The following is a guest contributed post from Shane Neman, Chief Product Officer at CallFire.
Played Candy Crush today? You’ve been “freemiumed.” Even though you downloaded the app for free, to gain access to its extra cool features and offerings, you have to pony up, even if it is only $0.99 for an extra five moves to beat the last level of Minty Meadow. And although you technically never have to make a purchase to play, game developer, King, has designed the game to make sure you do.
Freemium model success isn’t limited to the entertainment and gaming world. Think of B2B giants like DropBox, Evernote, and MailChimp, which are great examples of companies that have introduced very successful freemium products in recent years. These popular enterprises have paved the way for the current crop of B2B companies to take advantage of this effective pricing strategy. The key reason they’ve seen such acceptance: they didn’t sacrifice the quality of their product to offer it for free.
Whether you’re building a freemium product from the ground up, or looking to transition from an existing paid model, it’s imperative to focus on what makes your product or service great. Ensure your customers have access to the features they love in order to see a freemium model impact the bottom line.
Get To Know Your Customers
Having a solid understanding of your customers should be the foundation of your strategy. When considering a move to freemium, start with the people buying the product so that you can cater your offering accordingly.
Analyze your current customer base on a deep level, down to specific demographic data. If you are a B2B company, and it’s not easy to identify the age and gender of your customers, it’s helpful to pinpoint which industries and verticals comprise the majority of your customer base.
Once you’ve done your research on exactly who your customers are, take it one step further and understand how those current customers are actually using your product.
Understand How Your Product Is Used
Naturally, as the developer, you feel protective of the features you created. However, users don’t always agree with what you identify as key features of their experience, and you should listen. Some aspects of your product will organically become the focus, and it’s important to be cognizant of which features are the most popular, and which ones don’t seem to resonate. This will better inform what to include in the free offering and what to maintain behind a pay wall.
Decide How Much To Give For Free
Do the features you’re planning on giving away add value or are they a gimmick? And, are they sticky enough to keep customers coming back for more, and hopefully paying for access? Although this is most likely going to be an experiment through trial and error, let the data drive the decision. Use customer usage and payment analytics as a guide to what elements of your product hold the most value.
If you don’t provide enough features, the value proposition will diminish. If you give away all of the features, then you potentially lose a catalyst for upgrading from freemium. Identify and understand what will compel your customer to upgrade to the paid version of your product. It can be usage frequency, additional features, added product support, or the removal of branding or ads on a paid plan.

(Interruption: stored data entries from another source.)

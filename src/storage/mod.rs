//! Operation log backends. A storage engine only appends and replays; the in-memory
//! collections own the live state.
mod memory;
mod wal;

pub use memory::MemoryStorage;
pub use wal::Wal;

use crate::errors::DbError;
use crate::types::Operation;

pub trait StorageEngine: Send + Sync {
    /// Durably appends one operation.
    ///
    /// # Errors
    /// Returns an error if the operation cannot be encoded or written.
    fn append(&mut self, operation: &Operation) -> Result<(), DbError>;

    /// Reads every operation in append order.
    ///
    /// # Errors
    /// Returns an error on I/O failure or when a complete frame fails its checksum.
    fn read_all(&self) -> Result<Vec<Operation>, DbError>;

    /// Replaces the log with `operations`, used by checkpointing.
    ///
    /// # Errors
    /// Returns an error if the compacted log cannot be written.
    fn rewrite(&mut self, operations: &[Operation]) -> Result<(), DbError>;
}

The goal is to offer a fantastic product with limitations. Customers could stay on the free product, but with a great user experience and favorable interactions, they are hopefully hungry for more – seeking out the paid product to enhance their experience and expand their engagement with your products and services.
Remember that it is always easier to offer less at the onset and more down the road than it is to give too much up front, only to take it away later. Finding the right balance in providing enough initial value with compelling paid upgrades will take time.
Consider Freemium’s Effect On Your Bottom Line
Creating or switching to a freemium model will obviously not generate a revenue spike initially. Consider not only the potential future revenue you will lose to customers signing up for a free plan (cannibalization of those who would have otherwise paid), but also the portion of your current user base who may downgrade to freemium.
To that end, you also have to decide whether or not to allow current paid customers to switch back and forth from paid to free at will. Only you know what your business can tolerate in terms of short-term revenue loss.
Think About Additional Costs
Short-term revenue loss can come from multiple channels, such as additional support. Should you offer help via phone, email, or chat, or offer no additional support at all to freemium users? You should take into consideration the ease of use of your product and the amount of available supporting documentation. Extensive additional support might not be necessary if you have enough comprehensive resources like a user support forum or how-to guides. But, if the content isn’t already created, consider if it’s worth the cost of supporting additional non-paying customers.
It may seem like a slippery slope of lost revenue; going freemium is not for the faint of heart. You have to be patient, agile, and have the stomach to give up short-term revenue for potentially much higher long-term earnings. Its more of an art than a science, requiring perpetual testing over time to make sure your freemium product still offers value. But, if you keep your customers’ interests at heart, and stay committed to offering value at all levels, you’ll see exponential long-term gains.